13. Business organizations
There are many types of business organizations in the business world. Choosing the form of business organization is a key factor to success of any business organization.
Anyone who wishes to start a business must take into consideration the objectives in setting up a business organization, the amount of capital needed to launch it and the level of control, the business and tax liability of different forms of ownership and expected profits or losses of the business.
There are essentially three basic ways to set up a privately owned enterprise: a sole proprietorship, a partnership, and a corporation. Each form of business organization has its advantages and disadvantages.
A sole proprietorship is an unincorporated business that is owned and operated by one person called a sole proprietor or sole trader. It's the most commonly used form for new small businesses.
Advantages of a Sole Proprietorship
A sole proprietorship is the least costly and easiest form of business organization to launch and operate.
A sole proprietorship is a business in which the owner is fully and personally responsible for all the obligations of the enterprise.
A sole proprietor is entitled to all the company’s profits and takes complete managerial control.

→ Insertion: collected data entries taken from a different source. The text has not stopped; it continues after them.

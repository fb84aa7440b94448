//! Flatten a [`GroupingResult`] into `(Leader, Employee, Salary)` rows for CSV
//! export, and render it as a plain-text report.

use std::fmt::Write as _;
use std::io;

use serde::{Deserialize, Serialize};

use crate::grouping::{Employee, GroupingResult};

#[derive(Debug, Clone, PartialEq, Eq, Serialize, Deserialize)]
pub struct ExportRow {
    #[serde(rename = "Leader")]
    pub leader: String,
    #[serde(rename = "Employee")]
    pub employee: String,
    #[serde(rename = "Salary")]
    pub salary: u64,
}

/// One row per group member, groups in leader order, members in assignment order.
/// Unassigned employees have no leader and are not exported.
pub fn export_rows(result: &GroupingResult) -> Vec<ExportRow> {
    result
        .groups
        .iter()
        .flat_map(|group| {
            group.members.iter().map(|member| ExportRow {
                leader: group.leader.clone(),
                employee: member.name.clone(),
                salary: member.salary,
            })
        })
        .collect()
}

pub fn write_csv<W: io::Write>(result: &GroupingResult, writer: W) -> Result<(), csv::Error> {
    let mut csv_writer = csv::Writer::from_writer(writer);
    let rows = export_rows(result);
    if rows.is_empty() {
        csv_writer.write_record(["Leader", "Employee", "Salary"])?;
    }
    for row in rows {
        csv_writer.serialize(row)?;
    }
    csv_writer.flush()?;
    Ok(())
}

pub fn to_csv_string(result: &GroupingResult) -> Result<String, csv::Error> {
    let mut buffer = Vec::new();
    write_csv(result, &mut buffer)?;
    Ok(String::from_utf8_lossy(&buffer).into_owned())
}

pub fn render_table(result: &GroupingResult) -> String {
    let mut out = String::new();

    for (index, group) in result.groups.iter().enumerate() {
        let _ = writeln!(
            out,
            "Group {} - Leader: {} | Total Salary: {}",
            index + 1,
            group.leader,
            group.total
        );
        write_member_rows(&mut out, &group.members);
        out.push('\n');
    }

    if result.all_assigned() {
        out.push_str("All employees successfully assigned into groups.\n");
    } else {
        out.push_str("Unassigned Employees\n");
        out.push_str("These employees could not be assigned because all groups exceed LIMIT.\n");
        write_member_rows(&mut out, &result.unassigned);
    }

    out
}

fn write_member_rows(out: &mut String, members: &[Employee]) {
    let width = members
        .iter()
        .map(|member| member.name.chars().count())
        .max()
        .unwrap_or(0)
        .max("Name".len());
    let _ = writeln!(out, "  {:<width$}  Salary", "Name");
    for member in members {
        let _ = writeln!(out, "  {:<width$}  {}", member.name, member.salary);
    }
}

A sole proprietor is free to make any business decision – what kind of business activities to choose, who to hire or fire, when to take a vacation, when to liquidate his or her business and so on.
There is preferential tax treatment. It means that any profit earned from the business is considered a sole proprietor’s income. The owner pays only personal income taxes on the business’s profits, which are reported as personal income on the proprietor’s individual income tax return.
Disadvantages of a Sole Proprietorship
Unlimited liability being the major disadvantage of a sole proprietorship means that a sole proprietor assumes the burden of any losses or liabilities the enterprise faces. A business owner is personally responsible for the company’s debts. It means that personal assets such as money from his bank account and the proceeds from the sale of his house can be taken to pay liabilities of the business.
Limited resources refer to the owner’s personal financial resources and his or her ability to borrow.
A sole proprietorship ends with a sole proprietor’s death.
A partnership is an association of two or more persons, who act as co-owners of an unincorporated business and operate it for profit. The way a partnership is established, run and taxed often makes it the most attractive form of business. To start a partnership it’s necessary to draw up a partnership agreement stating the terms of the partnership, the rules of how to manage it, each partners’ personal rights and liabilities.
Advantages of a Partnership
A partnership is relatively easy and inexpensive to establish.
There are more possibilities in raising funds because the borrowing power of two or more partners is greater.
Each partner can benefit a partnership by his/her knowledge, skills or ideas and specializes in certain activities of the business.
Like a sole proprietorship partnerships are subject to special tax treatment. Any profit of a partnership passes on to its owners, who report their portion of earnings on their personal income tax returns.
Disadvantages of a Partnership:
A partnership has unlimited liability and if it is unable to meet its financial obligations, partners have to use their personal assets to pay off all the business’s debts.
Profit sharing can excite controversy when one or more partners aren’t putting great efforts into the management of the business.
Disagreements between the partners may cause management conflicts. Partners’ different ideas on how to run the company can lead to disagreements that are likely to harm its business activity.
The partnership is terminated because of the withdrawal or death of a partner. If the business is to continue, a new partnership agreement must be drawn up.
Unlike a sole proprietorship or a partnership, a corporation is a business that is authorized by law as a separate legal entity with its own powers, responsibilities, and obligations. The essential feature of a corporation is its legal independence from its owners. Ownership of a corporation is represented by shares of stock also called stock or shares. The corporate owners are known as shareholders or stockholders.
Advantages of a Corporation:
Limited liability is one of the major advantages of a corporation. Shareholders are not liable for the debts of a company they own shares in. If a business fails shareholders can lose no more than he or she has paid for the shares of stock but their personal assets – car, home, and personal bank accounts – are safe from the creditors of the business.
Being a separate legal entity, the corporation actually owns and operates the business for the benefit of the shareholders, but under their total control.
Shares of ownership are transferable. Stockholders can enter or leave a corporation at will simply by buying or selling shares of stock.
Corporation has unlimited life. The corporation’s power of succession enables it to have a continuous existence. Unlike a sole proprietorship, the death of the corporate stockholders will not terminate the corporation, since their shares are passed on to their heirs.
It is much easier for a corporation to increase capital to manage and expand its operations. To raise additional funds corporation attracts new stockholders by selling its new issues of shares to the public.
Disadvantages of a Corporation
A corporation is difficult and expensive to create and organize. This process requires higher start-up capital and the services of a lawyer to obtain a government charter.
Corporation is subject to double taxation. As a legal entity it pays a corporate income tax. Then, if the corporation distributes some of its net income to the stockholders as dividends, they are taxed again on the stockholders’ individual income tax returns.
The shareholders do not directly manage the corporation's daily operations. Instead, the shareholders meet at a corporation’s annual meeting to elect a board of directors whose job is to make general business decisions. Their decisions are then implemented by the corporation's officers, who are appointed by the directors.